**Records to use**.
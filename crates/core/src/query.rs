//! Filter evaluation and stable sorting over normalized reviews.
//!
//! `query` is a pure function of (collection, filter spec, sort key) and
//! is the single code path behind the public listing, the latest-N strip,
//! and the interactive re-query loop.

use std::cmp::Ordering;

use serde::Deserialize;

use crate::review::Review;

/* --------------------------------------------------------------------------
Filter specification
-------------------------------------------------------------------------- */

/// Filter criteria for a review query. All predicates are ANDed; `None`
/// (or the literal `"all"`) means no constraint for that field.
///
/// Rating uses the single-threshold convention: `rating_min: Some(7)`
/// keeps reviews rated 7 or higher.
#[derive(Debug, Clone, Default, Deserialize)]
pub struct FilterSpec {
    /// Exact genre match.
    pub genre: Option<String>,
    /// Membership match against the review's platform set.
    pub platform: Option<String>,
    /// Inclusive minimum rating.
    pub rating_min: Option<u8>,
    /// Case-insensitive substring match over title or excerpt.
    pub search: Option<String>,
}

impl FilterSpec {
    /// Whether a single review satisfies every set predicate.
    pub fn matches(&self, review: &Review) -> bool {
        if let Some(genre) = constrained(&self.genre) {
            if !review.genre.eq_ignore_ascii_case(genre) {
                return false;
            }
        }

        if let Some(platform) = constrained(&self.platform) {
            if !review.platform.iter().any(|p| p.eq_ignore_ascii_case(platform)) {
                return false;
            }
        }

        if let Some(min) = self.rating_min {
            if review.rating < min {
                return false;
            }
        }

        if let Some(search) = constrained(&self.search) {
            let needle = search.to_lowercase();
            let in_title = review.title.to_lowercase().contains(&needle);
            let in_excerpt = review.excerpt.to_lowercase().contains(&needle);
            if !in_title && !in_excerpt {
                return false;
            }
        }

        true
    }
}

/// Treat `None`, empty, and the literal `"all"` as "no constraint".
fn constrained(field: &Option<String>) -> Option<&str> {
    match field.as_deref() {
        None | Some("") | Some("all") => None,
        Some(value) => Some(value),
    }
}

/* --------------------------------------------------------------------------
Sort keys
-------------------------------------------------------------------------- */

/// Recognized sort orders. Unrecognized key strings fall back to the
/// default (`DateDesc`).
#[derive(Debug, Clone, Copy, PartialEq, Eq, Default, Deserialize)]
#[serde(rename_all = "kebab-case")]
pub enum SortKey {
    #[default]
    DateDesc,
    DateAsc,
    RatingDesc,
    RatingAsc,
    TitleAsc,
    TitleDesc,
}

impl SortKey {
    /// Parse a sort key string, falling back to the default for anything
    /// unrecognized.
    pub fn parse(key: &str) -> Self {
        match key {
            "date-desc" => SortKey::DateDesc,
            "date-asc" => SortKey::DateAsc,
            "rating-desc" => SortKey::RatingDesc,
            "rating-asc" => SortKey::RatingAsc,
            "title-asc" => SortKey::TitleAsc,
            "title-desc" => SortKey::TitleDesc,
            _ => SortKey::default(),
        }
    }

    fn compare(self, a: &Review, b: &Review) -> Ordering {
        match self {
            SortKey::DateDesc => b.date.cmp(&a.date),
            SortKey::DateAsc => a.date.cmp(&b.date),
            SortKey::RatingDesc => b.rating.cmp(&a.rating),
            SortKey::RatingAsc => a.rating.cmp(&b.rating),
            SortKey::TitleAsc => title_key(&a.title).cmp(&title_key(&b.title)),
            SortKey::TitleDesc => title_key(&b.title).cmp(&title_key(&a.title)),
        }
    }
}

/// Case-insensitive collation key for title ordering.
fn title_key(title: &str) -> String {
    title.to_lowercase()
}

/* --------------------------------------------------------------------------
Query pipeline
-------------------------------------------------------------------------- */

/// Filter and sort a collection of normalized reviews.
///
/// Filtering preserves input order; sorting is stable, so records with
/// equal sort keys keep their relative order. The input is borrowed and
/// never mutated.
pub fn query(collection: &[Review], spec: &FilterSpec, sort: SortKey) -> Vec<Review> {
    let mut results: Vec<Review> = collection
        .iter()
        .filter(|r| spec.matches(r))
        .cloned()
        .collect();

    results.sort_by(|a, b| sort.compare(a, b));
    results
}

/// The `n` most recent reviews: a full `date-desc` sort followed by a
/// prefix take.
pub fn latest(collection: &[Review], n: usize) -> Vec<Review> {
    let mut results = query(collection, &FilterSpec::default(), SortKey::DateDesc);
    results.truncate(n);
    results
}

**How to complete this task**.
Wherever the string "serde" occurs in the records, copy the line it is in.

**Answer box**.
use serde::Deserialize;
#[serde(rename_all = "kebab-case")]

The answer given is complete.